Illustration 3 : Consommation d’antibiotiques au Luxembourg en milieu hospitalier (axe de droite) et communautaire (axe de gauche), en nombre de doses journalières usuelles par mille habitants. (Source)
Le Luxembourg a adopté en 2018 un plan national afin de lutter contre l’émergence des résistances et contre leur transmission. Il suit l’approche « Une seule santé », qui aborde la santé humaine en incluant les questions de santé animale et environnementale. Il s’agit en particulier de surveiller la consommation d'antibiotiques et la propagation des résistances aux antibiotiques en santé humaine et animale ainsi que d’analyser les résidus dans les denrées alimentaires. Ceci dit, des initiatives pour réduire la consommation d’antibiotiques chez les humains ont déjà été lancées depuis plus de vingt ans au Luxembourg, par exemple au moyen de campagnes d’information grand public.
En Europe
L’utilisation d’antibiotiques est fortement contrastée dans l’Union européenne, avec une consommation quatre fois plus grande à Chypre ou en Grèce qu’aux Pays-Bas. Les pays consommant le moins d’antibiotique se trouvent principalement au Nord et en Europe centrale, les gros consommateurs étant plutôt au Sud et à l’Est du continent.

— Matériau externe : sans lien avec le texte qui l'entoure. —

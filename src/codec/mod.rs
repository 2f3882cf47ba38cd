//! Hashing and compression primitives shared by the store and the gateway.

pub mod gzip;
pub mod hash;

pub use gzip::ContentEncoding;
pub use hash::{hash_bytes, ContentHash, Hasher, ObjectName};
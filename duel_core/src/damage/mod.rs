//! Damage estimates - sustained DPS and burst combos

mod burst;
mod sustained;

pub use burst::{
    burst_breakdown, compute_burst_damage, BurstBreakdown, COMBO_BASIC_ATTACKS,
    ULTIMATE_UNLOCK_LEVEL,
};
pub use sustained::compute_sustained_dps;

Le Luxembourg se trouve en 2022 au 16e rang sur 29 pays avec une valeur de 19,1 doses définies journalières par mille habitants par jour, juste en dessous de la moyenne de l’UE (19,4). La plupart des pays ont stabilisé ou réduit leur consommation, mais certains la voient augmenter, comme la Lettonie, le Portugal ou l’Irlande.
Illustration 4 : Consommation d’antibiotiques dans l’UE en 2022, en dose journalière par 1000 habitants et par jour (milieu communautaire et hospitalier). Les flèches indiquent une baisse forte (↘↘) ou modérée (↘), l’absence d’évolution marquée (↔), et une croissance modérée (↗) ou forte (↗↗). L’évolution n’est pas donnée pour tous les pays, notamment pour le Luxembourg en raison d’un changement de méthode en 2020. (Source)
Dans le monde
La consommation d’antibiotique par personne dans le monde a augmenté de 46 % en moins de vingt ans entre 2000 et 2018. Cette croissance s’observe principalement dans les régions à faible revenu, une évolution bienvenue liée à un accès croissant à ces médicaments essentiels.
Illustration 5 : La consommation d’antibiotique a augmenté partout dans le monde depuis 2000 à l’exception des pays à hauts revenus, où elle est restée stable. Elle a plus que doublé en 18 ans en Afrique du Nord/Moyen-Orient ainsi qu’en Asie du Sud. (Source)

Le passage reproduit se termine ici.